TASK DATA:

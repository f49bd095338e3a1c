//! 5GMM Status Message (3GPP TS 24.501 Section 8.2.29)
//!
//! Sent by either side to report a protocol error with the received
//! mobility management message.

use bytes::{Buf, BufMut};

use crate::codec::{get_u8, skip_unknown_ie, CodecResult, DecodePolicy};
use crate::enums::MmMessageType;
use crate::ies::ie3::{Ie5gMmCause, MmCause};

/// 5GMM Status message
#[derive(Debug, Clone, Copy, PartialEq, Eq, Default)]
pub struct FiveGMmStatus {
    /// 5GMM cause (mandatory)
    pub mm_cause: Ie5gMmCause,
}

impl FiveGMmStatus {
    /// Create a new 5GMM Status
    pub fn new(cause: MmCause) -> Self {
        Self {
            mm_cause: Ie5gMmCause::new(cause),
        }
    }

    /// Decode from bytes (after the header has been parsed)
    pub fn decode<B: Buf>(buf: &mut B, policy: DecodePolicy) -> CodecResult<Self> {
        let mm_cause = Ie5gMmCause::decode(buf)?;

        while buf.remaining() > 0 {
            let iei = get_u8(buf)?;
            skip_unknown_ie(buf, MmMessageType::FiveGMmStatus.into(), iei, policy)?;
        }

        Ok(Self { mm_cause })
    }

    /// Encode to bytes (body only, header written by the caller)
    pub fn encode<B: BufMut>(&self, buf: &mut B) -> CodecResult<()> {
        self.mm_cause.encode(buf);
        Ok(())
    }

    /// Get the message type
    pub fn message_type() -> MmMessageType {
        MmMessageType::FiveGMmStatus
    }
}

#[cfg(test)]
mod tests {
    use super::*;
    use crate::codec::CodecError;

    #[test]
    fn test_status_round_trip() {
        let msg = FiveGMmStatus::new(MmCause::MessageTypeNonExistent);
        let mut buf = Vec::new();
        msg.encode(&mut buf).unwrap();
        assert_eq!(buf, vec![0x61]);

        let decoded = FiveGMmStatus::decode(&mut buf.as_slice(), DecodePolicy::Strict).unwrap();
        assert_eq!(decoded, msg);
    }

    #[test]
    fn test_status_missing_cause() {
        let data: [u8; 0] = [];
        assert!(matches!(
            FiveGMmStatus::decode(&mut data.as_slice(), DecodePolicy::Strict),
            Err(CodecError::BufferTooShort { .. })
        ));
    }
}
impl QosRule {
    /// A default rule matching all traffic, as sent in an establishment accept
    pub fn default_match_all(id: u8, precedence: u8, qfi: u8) -> Self {
        Self {
            id,
            operation: QosRuleOperation::CreateNew,
            default_rule: true,
            filters: vec![PacketFilter::match_all(1)],
            precedence: Some(precedence),
            qfi: Some(qfi & 0x3F),
        }
    }

    fn decode_one<B: Buf>(buf: &mut B) -> CodecResult<Self> {
        let id = get_u8(buf)?;
        let rule_len = get_len_u16(buf)?;
        let content = get_bytes(buf, rule_len)?;
        let mut inner = &content[..];

        let packed = get_u8(&mut inner)?;
        let operation = QosRuleOperation::try_from((packed >> 5) & 0x07)
            .map_err(|_| CodecError::MalformedField("QoS rule operation"))?;
        let default_rule = packed & 0x10 != 0;
        let num_filters = (packed & 0x0F) as usize;

        let mut filters = Vec::with_capacity(num_filters);
        for _ in 0..num_filters {
            let header = get_u8(&mut inner)?;
            let fid = header & 0x0F;
            if operation.has_filter_contents() {
                let direction = PacketFilterDirection::try_from((header >> 4) & 0x03)
                    .map_err(|_| CodecError::MalformedField("packet filter direction"))?;
                let flen = get_u8(&mut inner)? as usize;
                let contents = get_bytes(&mut inner, flen)?;
                filters.push(PacketFilter {
                    direction,
                    id: fid,
                    contents,
                });
            } else {
                // delete operations list bare filter identifiers
                filters.push(PacketFilter {
                    direction: PacketFilterDirection::Bidirectional,
                    id: fid,
                    contents: Vec::new(),
                });
            }
        }

        // remaining rule octets are precedence and the QFI octet
        let precedence = if inner.remaining() > 0 {
            Some(get_u8(&mut inner)?)
        } else {
            None
        };
        let qfi = if inner.remaining() > 0 {
            Some(get_u8(&mut inner)? & 0x3F)
        } else {
            None
        };
        if inner.remaining() > 0 {
            return Err(CodecError::MalformedField("QoS rule length"));
        }

        Ok(Self {
            id,
            operation,
            default_rule,
            filters,
            precedence,
            qfi,
        })
    }

    fn encode_one<B: BufMut>(&self, buf: &mut B) -> CodecResult<()> {
        if self.filters.len() > 15 {
            return Err(CodecError::MalformedField("packet filter count"));
        }

        let mut content = Vec::with_capacity(self.content_len());
        let op_val: u8 = self.operation.into();
        let dqr = if self.default_rule { 0x10 } else { 0x00 };
        content.push((op_val << 5) | dqr | (self.filters.len() as u8 & 0x0F));

        for filter in &self.filters {
            if self.operation.has_filter_contents() {
                let dir_val: u8 = filter.direction.into();
                content.push((dir_val << 4) | (filter.id & 0x0F));
                crate::codec::put_len_u8(filter.contents.len(), &mut content)?;
                content.extend_from_slice(&filter.contents);
            } else {
                content.push(filter.id & 0x0F);
            }
        }
        if let Some(precedence) = self.precedence {
            content.push(precedence);
        }
        if let Some(qfi) = self.qfi {
            content.push(qfi & 0x3F);
        }

        buf.put_u8(self.id);
        crate::codec::put_len_u16(content.len(), buf)?;
        buf.put_slice(&content);
        Ok(())
    }

    fn content_len(&self) -> usize {
        let filters: usize = if self.operation.has_filter_contents() {
            self.filters.iter().map(|f| 2 + f.contents.len()).sum()
        } else {
            self.filters.len()
        };
        1 + filters
            + if self.precedence.is_some() { 1 } else { 0 }
            + if self.qfi.is_some() { 1 } else { 0 }
    }
}
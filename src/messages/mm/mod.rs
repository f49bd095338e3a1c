//! 5GS Mobility Management (5GMM) messages
//!
//! Message bodies for the mobility management family (EPD 0x7E). Each
//! message decodes from the bytes following the plain header and encodes
//! its body only; the header is handled by the message dispatcher.

pub mod authentication;
pub mod deregistration;
pub mod identity;
pub mod nas_transport;
pub mod registration;
pub mod security_mode;
pub mod service;
pub mod status;

pub use authentication::{
    AuthenticationFailure, AuthenticationReject, AuthenticationRequest, AuthenticationResponse,
};
pub use deregistration::{
    DeregistrationAcceptUeOriginating, DeregistrationAcceptUeTerminated,
    DeregistrationRequestUeOriginating, DeregistrationRequestUeTerminated,
};
pub use identity::{IdentityRequest, IdentityResponse};
pub use nas_transport::{DlNasTransport, PayloadContainer, UlNasTransport};
pub use registration::{
    RegistrationAccept, RegistrationComplete, RegistrationReject, RegistrationRequest,
};
pub use security_mode::{SecurityModeCommand, SecurityModeComplete, SecurityModeReject};
pub use service::{ServiceAccept, ServiceReject, ServiceRequest};
pub use status::FiveGMmStatus;
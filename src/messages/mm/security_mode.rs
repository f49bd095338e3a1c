//! Security Mode Control Messages (3GPP TS 24.501 Sections 8.2.25-8.2.27)
//!
//! The network selects NAS security algorithms with Security Mode Command;
//! the UE answers with Security Mode Complete or rejects the selection.

use bytes::{Buf, BufMut};

use crate::codec::{
    get_bytes, get_len_u16, get_len_u8, get_u8, skip_unknown_ie, CodecResult, DecodePolicy,
};
use crate::enums::MmMessageType;
use crate::ies::ie1::{IeNasKeySetIdentifier, InformationElement1};
use crate::ies::ie3::{Ie5gMmCause, IeNasSecurityAlgorithms, MmCause};
use crate::ies::ie4::{Ie5gsMobileIdentity, IeUeSecurityCapability};

/// IEI values for Security Mode Command optional IEs
mod security_mode_command_iei {
    /// IMEISV request (Type 1, IEI in the high nibble)
    pub const IMEISV_REQUEST_HIGH_NIBBLE: u8 = 0xE;
    /// Additional 5G security information (TLV)
    pub const ADDITIONAL_SECURITY_INFORMATION: u8 = 0x36;
}

/// IEI values for Security Mode Complete optional IEs
mod security_mode_complete_iei {
    /// IMEISV mobile identity (TLV-E)
    pub const IMEISV: u8 = 0x77;
    /// Replayed NAS message container (TLV-E)
    pub const NAS_MESSAGE_CONTAINER: u8 = 0x71;
}

// ============================================================================
// Security Mode Command (3GPP TS 24.501 Section 8.2.25)
// ============================================================================

/// Security Mode Command message (network to UE)
#[derive(Debug, Clone, PartialEq, Eq, Default)]
pub struct SecurityModeCommand {
    /// Selected NAS security algorithms (mandatory, one octet)
    pub security_algorithms: IeNasSecurityAlgorithms,
    /// ngKSI (mandatory, low nibble, high nibble spare)
    pub ngksi: IeNasKeySetIdentifier,
    /// Replayed UE security capabilities (mandatory, LV)
    pub replayed_ue_security_capability: IeUeSecurityCapability,
    /// IMEISV requested (optional, Type 1, IEI 0xE)
    pub imeisv_requested: Option<bool>,
    /// Additional 5G security information (optional, IEI 0x36), raw value
    pub additional_security_information: Option<Vec<u8>>,
}

impl SecurityModeCommand {
    /// Create a new Security Mode Command
    pub fn new(
        security_algorithms: IeNasSecurityAlgorithms,
        ngksi: IeNasKeySetIdentifier,
        replayed_ue_security_capability: IeUeSecurityCapability,
    ) -> Self {
        Self {
            security_algorithms,
            ngksi,
            replayed_ue_security_capability,
            ..Default::default()
        }
    }

    /// Decode from bytes (after the header has been parsed)
    pub fn decode<B: Buf>(buf: &mut B, policy: DecodePolicy) -> CodecResult<Self> {
        let security_algorithms = IeNasSecurityAlgorithms::decode(buf)?;
        let packed = get_u8(buf)?;
        let ngksi = IeNasKeySetIdentifier::decode(packed & 0x0F)?;
        let replayed_ue_security_capability = IeUeSecurityCapability::decode(buf)?;

        let mut msg = Self::new(security_algorithms, ngksi, replayed_ue_security_capability);

        while buf.remaining() > 0 {
            let iei = get_u8(buf)?;

            if iei & 0x80 != 0 {
                match (iei >> 4) & 0x0F {
                    security_mode_command_iei::IMEISV_REQUEST_HIGH_NIBBLE => {
                        msg.imeisv_requested = Some(iei & 0x07 != 0);
                    }
                    _ => {
                        skip_unknown_ie(buf, MmMessageType::SecurityModeCommand.into(), iei, policy)?
                    }
                }
                continue;
            }

            match iei {
                security_mode_command_iei::ADDITIONAL_SECURITY_INFORMATION => {
                    let len = get_len_u8(buf)?;
                    msg.additional_security_information = Some(get_bytes(buf, len)?);
                }
                _ => skip_unknown_ie(buf, MmMessageType::SecurityModeCommand.into(), iei, policy)?,
            }
        }

        Ok(msg)
    }

    /// Encode to bytes (body only, header written by the caller)
    pub fn encode<B: BufMut>(&self, buf: &mut B) -> CodecResult<()> {
        self.security_algorithms.encode(buf);
        buf.put_u8(self.ngksi.encode() & 0x0F);
        self.replayed_ue_security_capability.encode(buf);

        if let Some(requested) = self.imeisv_requested {
            let value = if requested { 0x01 } else { 0x00 };
            buf.put_u8((security_mode_command_iei::IMEISV_REQUEST_HIGH_NIBBLE << 4) | value);
        }
        if let Some(info) = &self.additional_security_information {
            buf.put_u8(security_mode_command_iei::ADDITIONAL_SECURITY_INFORMATION);
            crate::codec::put_len_u8(info.len(), buf)?;
            buf.put_slice(info);
        }
        Ok(())
    }

    /// Get the message type
    pub fn message_type() -> MmMessageType {
        MmMessageType::SecurityModeCommand
    }
}

// ============================================================================
// Security Mode Complete (3GPP TS 24.501 Section 8.2.26)
// ============================================================================

/// Security Mode Complete message (UE to network)
#[derive(Debug, Clone, PartialEq, Eq, Default)]
pub struct SecurityModeComplete {
    /// IMEISV (optional, IEI 0x77)
    pub imeisv: Option<Ie5gsMobileIdentity>,
    /// Replayed NAS message container (optional, IEI 0x71), raw value
    pub nas_message_container: Option<Vec<u8>>,
}

impl SecurityModeComplete {
    /// Create a new Security Mode Complete
    pub fn new() -> Self {
        Self::default()
    }

    /// Decode from bytes (after the header has been parsed)
    pub fn decode<B: Buf>(buf: &mut B, policy: DecodePolicy) -> CodecResult<Self> {
        let mut msg = Self::default();

        while buf.remaining() > 0 {
            let iei = get_u8(buf)?;

            if iei & 0x80 != 0 {
                skip_unknown_ie(buf, MmMessageType::SecurityModeComplete.into(), iei, policy)?;
                continue;
            }

            match iei {
                security_mode_complete_iei::IMEISV => {
                    msg.imeisv = Some(Ie5gsMobileIdentity::decode(buf)?);
                }
                security_mode_complete_iei::NAS_MESSAGE_CONTAINER => {
                    let len = get_len_u16(buf)?;
                    msg.nas_message_container = Some(get_bytes(buf, len)?);
                }
                _ => skip_unknown_ie(buf, MmMessageType::SecurityModeComplete.into(), iei, policy)?,
            }
        }

        Ok(msg)
    }

    /// Encode to bytes (body only, header written by the caller)
    pub fn encode<B: BufMut>(&self, buf: &mut B) -> CodecResult<()> {
        if let Some(imeisv) = &self.imeisv {
            buf.put_u8(security_mode_complete_iei::IMEISV);
            imeisv.encode(buf)?;
        }
        if let Some(container) = &self.nas_message_container {
            buf.put_u8(security_mode_complete_iei::NAS_MESSAGE_CONTAINER);
            crate::codec::put_len_u16(container.len(), buf)?;
            buf.put_slice(container);
        }
        Ok(())
    }

    /// Get the message type
    pub fn message_type() -> MmMessageType {
        MmMessageType::SecurityModeComplete
    }
}

// ============================================================================
// Security Mode Reject (3GPP TS 24.501 Section 8.2.27)
// ============================================================================

/// Security Mode Reject message (UE to network)
#[derive(Debug, Clone, Copy, PartialEq, Eq, Default)]
pub struct SecurityModeReject {
    /// 5GMM cause (mandatory)
    pub mm_cause: Ie5gMmCause,
}

impl SecurityModeReject {
    /// Create a new Security Mode Reject
    pub fn new(cause: MmCause) -> Self {
        Self {
            mm_cause: Ie5gMmCause::new(cause),
        }
    }

    /// Decode from bytes (after the header has been parsed)
    pub fn decode<B: Buf>(buf: &mut B, policy: DecodePolicy) -> CodecResult<Self> {
        let mm_cause = Ie5gMmCause::decode(buf)?;

        while buf.remaining() > 0 {
            let iei = get_u8(buf)?;
            skip_unknown_ie(buf, MmMessageType::SecurityModeReject.into(), iei, policy)?;
        }

        Ok(Self { mm_cause })
    }

    /// Encode to bytes (body only, header written by the caller)
    pub fn encode<B: BufMut>(&self, buf: &mut B) -> CodecResult<()> {
        self.mm_cause.encode(buf);
        Ok(())
    }

    /// Get the message type
    pub fn message_type() -> MmMessageType {
        MmMessageType::SecurityModeReject
    }
}

// ============================================================================
// Tests
// ============================================================================

#[cfg(test)]
mod tests {
    use super::*;
    use crate::codec::CodecError;
    use crate::ies::ie1::TypeOfSecurityContext;
    use crate::ies::ie3::{TypeOfCipheringAlgorithm, TypeOfIntegrityProtectionAlgorithm};

    #[test]
    fn test_security_mode_command_round_trip() {
        let mut msg = SecurityModeCommand::new(
            IeNasSecurityAlgorithms::new(
                TypeOfCipheringAlgorithm::Ea0,
                TypeOfIntegrityProtectionAlgorithm::Ia2_128,
            ),
            IeNasKeySetIdentifier::new(TypeOfSecurityContext::NativeSecurityContext, 0),
            IeUeSecurityCapability::new(0xE0, 0xE0),
        );
        msg.imeisv_requested = Some(true);

        let mut buf = Vec::new();
        msg.encode(&mut buf).unwrap();
        assert_eq!(buf[0], 0x02); // EA0 << 4 | IA2
        assert_eq!(buf[1], 0x00); // ngKSI
        assert_eq!(*buf.last().unwrap(), 0xE1); // IMEISV request

        let decoded =
            SecurityModeCommand::decode(&mut buf.as_slice(), DecodePolicy::Strict).unwrap();
        assert_eq!(decoded, msg);
    }

    #[test]
    fn test_security_mode_complete_round_trip() {
        let mut msg = SecurityModeComplete::new();
        msg.imeisv = Some(Ie5gsMobileIdentity::new(vec![
            0xF5, 0x33, 0x66, 0x99, 0x01, 0x23, 0x45, 0x67, 0x89,
        ]));
        msg.nas_message_container = Some(vec![0x7E, 0x00, 0x41]);

        let mut buf = Vec::new();
        msg.encode(&mut buf).unwrap();

        let decoded =
            SecurityModeComplete::decode(&mut buf.as_slice(), DecodePolicy::Strict).unwrap();
        assert_eq!(decoded, msg);
    }

    #[test]
    fn test_security_mode_reject_round_trip() {
        let msg = SecurityModeReject::new(MmCause::UeSecurityCapMismatch);
        let mut buf = Vec::new();
        msg.encode(&mut buf).unwrap();
        assert_eq!(buf, vec![0x17]);

        let decoded =
            SecurityModeReject::decode(&mut buf.as_slice(), DecodePolicy::Strict).unwrap();
        assert_eq!(decoded, msg);
    }

    #[test]
    fn test_security_mode_reject_empty_body() {
        let data: [u8; 0] = [];
        assert!(matches!(
            SecurityModeReject::decode(&mut data.as_slice(), DecodePolicy::Strict),
            Err(CodecError::BufferTooShort { .. })
        ));
    }
}
//! Type 4 Information Elements (variable length, TLV)
//!
//! Type 4 IEs carry a 1-byte length field counting only the value octets.
//! Decode helpers here take the buffer positioned after the IEI, read the
//! length themselves, and skip trailing extension octets they do not model
//! so newer network encodings still parse.
//!
//! Based on 3GPP TS 24.501.

use bytes::{Buf, BufMut};
use num_enum::{IntoPrimitive, TryFromPrimitive};

use crate::codec::{get_bytes, get_len_u8, get_len_u16, get_u8, CodecError, CodecResult};

// ============================================================================
// Session-AMBR (3GPP TS 24.501 Section 9.11.4.14)
// ============================================================================

/// Session-AMBR IE (Type 4, TLV, 6 value bytes)
///
/// Aggregate maximum bit rate for the PDU session. Each direction carries a
/// unit octet and a 2-byte value.
#[derive(Debug, Clone, Copy, PartialEq, Eq, Default)]
pub struct IeSessionAmbr {
    /// Unit for downlink session AMBR
    pub downlink_unit: u8,
    /// Downlink session AMBR value
    pub downlink: u16,
    /// Unit for uplink session AMBR
    pub uplink_unit: u8,
    /// Uplink session AMBR value
    pub uplink: u16,
}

PROBLEM:
Quote verbatim the opening lines of the listing above, ending with the line where "pub struct FiveGMmStatus" appears; include both endpoints and nothing more.

WRITTEN RESPONSE:
repository f49bd095338e3a1c
//! 5GMM Status Message (3GPP TS 24.501 Section 8.2.29)
//!
//! Sent by either side to report a protocol error with the received
//! mobility management message.

use bytes::{Buf, BufMut};

use crate::codec::{get_u8, skip_unknown_ie, CodecResult, DecodePolicy};
use crate::enums::MmMessageType;
use crate::ies::ie3::{Ie5gMmCause, MmCause};

/// 5GMM Status message
#[derive(Debug, Clone, Copy, PartialEq, Eq, Default)]
pub struct FiveGMmStatus {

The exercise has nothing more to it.